Problem to solve: Search the entries for the word "return". Copy every line that holds it.

START Data records

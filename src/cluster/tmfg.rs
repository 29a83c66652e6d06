//! # Triangulated Maximally Filtered Graph
//!
//! $$
//! \max_{G\ \text{planar}} \sum_{(i,j)\in G} S_{ij}
//! $$
//!
//! Greedy construction: start from the tetrahedron of the four most
//! connected vertices and repeatedly insert the vertex/face pair with the
//! largest gain. Every insertion creates one 4-clique and one separating
//! triangle, so the cliques form a tree (the bubble tree) whose edges are
//! the separators.
//!
//! State lives in flat arrays indexed by vertex, face and clique id.

use ndarray::Array2;
use ndarray::ArrayView2;

use crate::error::PortfolioError;
use crate::error::Result;

/// Filtered planar graph with its clique tree.
#[derive(Clone, Debug)]
pub struct PlanarGraph {
  n: usize,
  adjacency: Array2<bool>,
  cliques: Vec<[usize; 4]>,
  separators: Vec<[usize; 3]>,
  /// `parents[c]` is the clique that owned the face `c` was inserted into,
  /// `separators[c - 1]` is the shared triangle. The root clique has none.
  parents: Vec<Option<usize>>,
}

impl PlanarGraph {
  pub fn n_vertices(&self) -> usize {
    self.n
  }

  pub fn adjacency(&self) -> &Array2<bool> {
    &self.adjacency
  }

  pub fn has_edge(&self, i: usize, j: usize) -> bool {
    self.adjacency[[i, j]]
  }

  pub fn neighbours(&self, i: usize) -> impl Iterator<Item = usize> + '_ {
    (0..self.n).filter(move |&j| self.adjacency[[i, j]])
  }

  pub fn n_edges(&self) -> usize {
    self.adjacency.iter().filter(|&&e| e).count() / 2
  }

  pub fn cliques(&self) -> &[[usize; 4]] {
    &self.cliques
  }

  pub fn separators(&self) -> &[[usize; 3]] {
    &self.separators
  }

  pub fn parent(&self, clique: usize) -> Option<usize> {
    self.parents[clique]
  }

  /// Separator shared by `clique` and its parent.
  pub fn separator_of(&self, clique: usize) -> Option<[usize; 3]> {
    clique.checked_sub(1).map(|k| self.separators[k])
  }
}

#[derive(Clone, Copy, Debug)]
struct Face {
  vertices: [usize; 3],
  owner: usize,
  alive: bool,
}

fn face_gain(s: &ArrayView2<f64>, v: usize, face: &Face) -> f64 {
  face.vertices.iter().map(|&u| s[[v, u]]).sum()
}

/// Build the TMFG of a symmetric similarity matrix with at least 4 rows.
pub fn tmfg(s: &ArrayView2<f64>) -> Result<PlanarGraph> {
  let n = s.nrows();
  if s.ncols() != n {
    return Err(PortfolioError::mismatch("tmfg similarity", n, s.ncols()));
  }
  if n < 4 {
    return Err(PortfolioError::invalid(format!(
      "tmfg needs at least 4 vertices, got {n}"
    )));
  }
  if s.iter().any(|v| !v.is_finite()) {
    return Err(PortfolioError::invalid("similarity contains non-finite values"));
  }

  // Seed with the four vertices of largest total above-mean similarity.
  let mean = s.mean().unwrap_or(0.0);
  let mut strength: Vec<(usize, f64)> = (0..n)
    .map(|i| {
      let total: f64 = (0..n)
        .filter(|&j| j != i && s[[i, j]] > mean)
        .map(|j| s[[i, j]])
        .sum();
      (i, total)
    })
    .collect();
  strength.sort_by(|a, b| b.1.partial_cmp(&a.1).unwrap_or(std::cmp::Ordering::Equal).then(a.0.cmp(&b.0)));
  let mut seed = [strength[0].0, strength[1].0, strength[2].0, strength[3].0];
  seed.sort_unstable();

  let mut adjacency = Array2::from_elem((n, n), false);
  for a in 0..4 {
    for b in 0..4 {
      if a != b {
        adjacency[[seed[a], seed[b]]] = true;
      }
    }
  }

  let mut cliques = vec![seed];
  let mut separators = Vec::with_capacity(n - 4);
  let mut parents = vec![None];
  let mut faces: Vec<Face> = vec![
    Face {
      vertices: [seed[0], seed[1], seed[2]],
      owner: 0,
      alive: true,
    },
    Face {
      vertices: [seed[0], seed[1], seed[3]],
      owner: 0,
      alive: true,
    },
    Face {
      vertices: [seed[0], seed[2], seed[3]],
      owner: 0,
      alive: true,
    },
    Face {
      vertices: [seed[1], seed[2], seed[3]],
      owner: 0,
      alive: true,
    },
  ];

  let mut inserted = vec![false; n];
  for &v in &seed {
    inserted[v] = true;
  }

  // Gain table: best face and gain per outstanding vertex.
  let mut best_face = vec![usize::MAX; n];
  let mut best_gain = vec![f64::NEG_INFINITY; n];
  let rescan = |v: usize, faces: &[Face]| -> (usize, f64) {
    let mut best = (usize::MAX, f64::NEG_INFINITY);
    for (f, face) in faces.iter().enumerate() {
      if face.alive {
        let g = face_gain(s, v, face);
        if g > best.1 {
          best = (f, g);
        }
      }
    }
    best
  };
  for v in 0..n {
    if !inserted[v] {
      let (f, g) = rescan(v, &faces);
      best_face[v] = f;
      best_gain[v] = g;
    }
  }

  for _ in 4..n {
    let mut pick = usize::MAX;
    for v in 0..n {
      if !inserted[v] && (pick == usize::MAX || best_gain[v] > best_gain[pick]) {
        pick = v;
      }
    }
    let f = best_face[pick];
    let face = faces[f];
    let [a, b, c] = face.vertices;

    let clique_id = cliques.len();
    let mut clique = [a, b, c, pick];
    clique.sort_unstable();
    cliques.push(clique);
    separators.push(face.vertices);
    parents.push(Some(face.owner));
    inserted[pick] = true;
    for u in face.vertices {
      adjacency[[pick, u]] = true;
      adjacency[[u, pick]] = true;
    }

    faces[f].alive = false;
    let first_new = faces.len();
    for vertices in [[a, b, pick], [b, c, pick], [a, c, pick]] {
      faces.push(Face {
        vertices,
        owner: clique_id,
        alive: true,
      });
    }

    for v in 0..n {
      if inserted[v] {
        continue;
      }
      if best_face[v] == f {
        let (bf, bg) = rescan(v, &faces);
        best_face[v] = bf;
        best_gain[v] = bg;
      } else {
        for nf in first_new..faces.len() {
          let g = face_gain(s, v, &faces[nf]);
          if g > best_gain[v] {
            best_face[v] = nf;
            best_gain[v] = g;
          }
        }
      }
    }
  }

  Ok(PlanarGraph { n, adjacency, cliques, separators, parents })
}

#[cfg(test)]
mod tests {
  use ndarray::Array2;

  use super::*;

  fn block_similarity(n: usize) -> Array2<f64> {
    Array2::from_shape_fn((n, n), |(i, j)| {
      if i == j {
        1.0
      } else if (i < n / 2) == (j < n / 2) {
        0.8 - 0.01 * (i as f64 - j as f64).abs()
      } else {
        0.1
      }
    })
  }

  #[test]
  fn planar_edge_and_clique_counts() {
    let n = 12;
    let g = tmfg(&block_similarity(n).view()).unwrap();
    assert_eq!(g.n_edges(), 3 * n - 6);
    assert_eq!(g.cliques().len(), n - 3);
    assert_eq!(g.separators().len(), n - 4);
    for c in 1..g.cliques().len() {
      let parent = g.parent(c).unwrap();
      assert!(parent < c);
      let sep = g.separator_of(c).unwrap();
      assert!(sep.iter().all(|v| g.cliques()[c].contains(v)));
      assert!(sep.iter().all(|v| g.cliques()[parent].contains(v)));
    }
  }

  #[test]
  fn deterministic() {
    let s = block_similarity(10);
    let a = tmfg(&s.view()).unwrap();
    let b = tmfg(&s.view()).unwrap();
    assert_eq!(a.cliques(), b.cliques());
    assert_eq!(a.adjacency(), b.adjacency());
  }

  #[test]
  fn rejects_small_graphs() {
    assert!(tmfg(&Array2::<f64>::eye(3).view()).is_err());
  }
}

END Data records

Reply to the exercise:
    return Err(PortfolioError::mismatch("tmfg similarity", n, s.ncols()));
    return Err(PortfolioError::invalid(format!(
    return Err(PortfolioError::invalid("similarity contains non-finite values"));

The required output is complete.